Of course, our farm research included our local agricultural fair. Since moving to Frederick County, we had always attended the Great Frederick Fair. And it was great in every sense. It was not a county fair, but a huge regional fair lasting almost two weeks and including participants from New York, New Jersey, Pennsylvania, Virginia, West Virginia, and Delaware as well as Maryland. In 1998 the fair was in its 136th year, and a new llama and alpaca show had been added to the multitude of livestock shows offered. We were eager to attend. Llamas having gained popularity in the U.S. before alpacas, there were four classes of llama handling and only one class of alpaca handling that year.

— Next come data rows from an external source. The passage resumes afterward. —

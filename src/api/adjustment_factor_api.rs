// ==========================================
// Sistema de Contagens APF - API de Fatores de Ajuste
// ==========================================
// Responsabilidade: CRUD de fator de ajuste para o cadastro mantido
// pelo operador. A reconciliação da importação cria fatores em lote
// pela ImportApi; aqui ficam as operações unitárias.
// ==========================================

use std::sync::Arc;

use crate::api::error::{ApiError, ApiResult};
use crate::domain::adjustment::{AdjustmentFactor, AdjustmentFactorUpdate, NewAdjustmentFactor};
use crate::repository::AdjustmentFactorRepository;

/// API de cadastro de fatores de ajuste
pub struct AdjustmentFactorApi<F: AdjustmentFactorRepository> {
    factor_repo: Arc<F>,
}

impl<F: AdjustmentFactorRepository> AdjustmentFactorApi<F> {
    /// Cria uma nova instância de AdjustmentFactorApi
    pub fn new(factor_repo: Arc<F>) -> Self {
        Self { factor_repo }
    }

    /// Cadastra um fator de ajuste
    ///
    /// # Retorno
    /// - Ok(AdjustmentFactor): registro criado, com id
    /// - Err(ApiError): nome vazio ou já cadastrado
    pub async fn create(&self, factor: NewAdjustmentFactor) -> ApiResult<AdjustmentFactor> {
        // 1. Validação de entrada
        let name = factor.name.trim();
        if name.is_empty() {
            return Err(ApiError::InvalidInput(
                "Nome do fator de ajuste não pode ser vazio".to_string(),
            ));
        }

        // 2. Conflito de nome com mensagem clara antes do UNIQUE do banco
        if self.factor_repo.find_by_name(name).await?.is_some() {
            return Err(ApiError::BusinessRuleViolation(format!(
                "Já existe um fator de ajuste com o nome '{}'",
                name
            )));
        }

        // 3. Persistência
        let created = self
            .factor_repo
            .create(NewAdjustmentFactor {
                name: name.to_string(),
                ..factor
            })
            .await?;

        tracing::info!(
            factor_id = created.id,
            name = %created.name,
            "fator de ajuste cadastrado"
        );

        Ok(created)
    }

    /// Busca um fator de ajuste por id
    pub async fn get(&self, id: i64) -> ApiResult<AdjustmentFactor> {
        self.factor_repo
            .find_by_id(id)
            .await?
            .ok_or_else(|| ApiError::NotFound("Fator de ajuste não encontrado".to_string()))
    }

    /// Atualização parcial de um fator de ajuste
    ///
    /// Campos não informados permanecem como estão; atualização sem
    /// nenhum campo devolve o registro atual sem alteração.
    pub async fn update(
        &self,
        id: i64,
        changes: AdjustmentFactorUpdate,
    ) -> ApiResult<AdjustmentFactor> {
        if let Some(name) = &changes.name {
            if name.trim().is_empty() {
                return Err(ApiError::InvalidInput(
                    "Nome do fator de ajuste não pode ser vazio".to_string(),
                ));
            }
        }

        let updated = self.factor_repo.update(id, changes).await?;

        tracing::info!(factor_id = id, "fator de ajuste atualizado");

        Ok(updated)
    }

    /// Remove um fator de ajuste por id
    pub async fn delete(&self, id: i64) -> ApiResult<()> {
        self.factor_repo.delete(id).await?;

        tracing::info!(factor_id = id, "fator de ajuste removido");

        Ok(())
    }
}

The alpaca class turned out to contain only one entry. We didn’t learn much about alpaca handling, but this indicated that the local market was not yet saturated, and also that this large fair was willing to change with the times and add livestock that some other farmers dismissively called “exotic” to their fair schedule. In fact, we were doubly blessed in our location because, not only did we live very near to one of the largest and most important agricultural fairs in the U.S., we also lived 30 minutes from the largest fleece and wool show in North America, the Maryland Sheep, and Wool Festival. Our location had turned out to be a very fortunate one for would-be alpaca breeders and fleece sellers.
Even if you do research your plans thoroughly, and have a good idea of how you can succeed, you will still have the doomsayers trying to drag you down. People buy into the idea that only those who follow the socially accepted paths to success will be rewarded, and all others will be a failure. If everyone refused to work endless overtime, drive in 2 or more hours per traffic a day, and rarely see their own children, while doing a job they didn’t even love, what would happen to our society? It’s an interesting question.
In Washington D.C. and its environs, these were just the kind of working conditions that most “professionals” put up with throughout their working lives. I wanted out of that system. I think a lot of other people did too, but it’s frightening to take the risk. If I do it, if I am allowed to give up a well-paying career to go and play with fluffy animals and keep my kids with me, instead of at daycare, and it turns out that I make good money, and my family has a fun adventure together, that wouldn’t seem fair to all those who stayed on the corporate treadmill. But life isn’t fair. Taking a chance sometimes pays off in a whole lot more than just money.